La lettera dei medici israeliani e la risposta dell’esercito
Sul terreno, l’emergenza umanitaria nella Striscia di Gaza si aggrava. Oltre cento organizzazioni internazionali hanno parlato negli ultimi giorni di una «fame di massa» in atto, con casi crescenti di denutrizione tra i minori e difficoltà nella distribuzione degli aiuti. Israele respinge le accuse, sottolineando che oltre 4.500 camion sono entrati nell’enclave palestinese dal 19 maggio scorso e che il vero ostacolo è rappresentato dai ritardi nella logistica e nella distribuzione interna, di competenza delle Nazioni Unite. Il ministero degli Esteri israeliano ha inoltre avvertito le ong di «non ripetere la propaganda di Hamas».

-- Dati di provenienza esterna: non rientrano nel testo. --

use log::debug;

use storage_api::config::{search::Search, Config, Partitionable};

use crate::inventory::StorageInventory;

use super::search::DeviceMatcher;

/// Solves the searches of the partitions of drives and MD RAIDs.
///
/// Partitions are only looked for in the device found for their parent.
/// When the parent has no device, all its partition searches are solved
/// without a device.
pub struct PartitionsSearch<'a, I: StorageInventory + ?Sized> {
    inventory: &'a I,
}

impl<'a, I: StorageInventory + ?Sized> PartitionsSearch<'a, I> {
    pub fn new(inventory: &'a I) -> Self {
        Self { inventory }
    }

    pub fn solve(&self, config: &mut Config) {
        let mut matcher = DeviceMatcher::for_config(self.inventory, config);
        self.solve_with(&mut matcher, config);
    }

    /// Solves the partitions of a single drive or MD RAID.
    pub fn solve_parent<P: Partitionable>(&self, parent: &mut P) {
        let mut matcher = DeviceMatcher::new(self.inventory);
        self.solve_parent_with(&mut matcher, parent);
    }

    pub(crate) fn solve_with(&self, matcher: &mut DeviceMatcher<'a, I>, config: &mut Config) {
        for drive in config.drives.iter_mut() {
            self.solve_parent_with(matcher, drive);
        }
        for md_raid in config.md_raids.iter_mut() {
            self.solve_parent_with(matcher, md_raid);
        }
    }

    fn solve_parent_with<P: Partitionable>(
        &self,
        matcher: &mut DeviceMatcher<'a, I>,
        parent: &mut P,
    ) {
        let device = parent
            .search()
            .and_then(Search::device)
            .and_then(|name| self.inventory.device(name));
        let partitions = std::mem::take(parent.partitions_mut());

        *parent.partitions_mut() = match device {
            Some(device) => {
                let pool = self.inventory.partitions(device);
                matcher.solve_entries(partitions, &pool)
            }
            None => {
                if !partitions.is_empty() {
                    debug!(
                        "No device for '{}', its partitions cannot be found",
                        parent.alias().unwrap_or("<unnamed>")
                    );
                }
                partitions
                    .into_iter()
                    .map(|mut partition| {
                        if let Some(search) = partition.search.as_mut() {
                            search.solve(None);
                        }
                        partition
                    })
                    .collect()
            }
        };
    }
}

Ma l’appello a intervenire arriva anche dall’interno del sistema sanitario israeliano. In una lettera inviata ai vertici militari, l’Associazione medica israeliana ha chiesto di «garantire condizioni umanitarie minime e il flusso di forniture mediche essenziali alla popolazione civile della Striscia». «Vorremmo sottolineare la necessità di garantire l’accesso ad attrezzature mediche e beni di prima necessità, così come richiesto dall’etica medica e dal diritto internazionale umanitario», ha scritto il presidente dell’associazione, Zion Hagay. Lettera a cui ha risposto Ghassan Alian, capo del Coordinamento delle attività governative nei territori (Cogat). «Le Idf facilitano continuamente e costantemente la fornitura di servizi medici attraverso le organizzazioni umanitarie e la comunità internazionale», ha spiegato Alian. «Israele continuerà a consentire l’ingresso di attrezzature mediche e medicinali nella Striscia di Gaza», ha aggiunto il portavoce militare, «adottando tutte le misure possibili per impedire all’organizzazione terroristica Hamas di sequestrare gli aiuti e utilizzarli per attività terroristiche e scopi militari».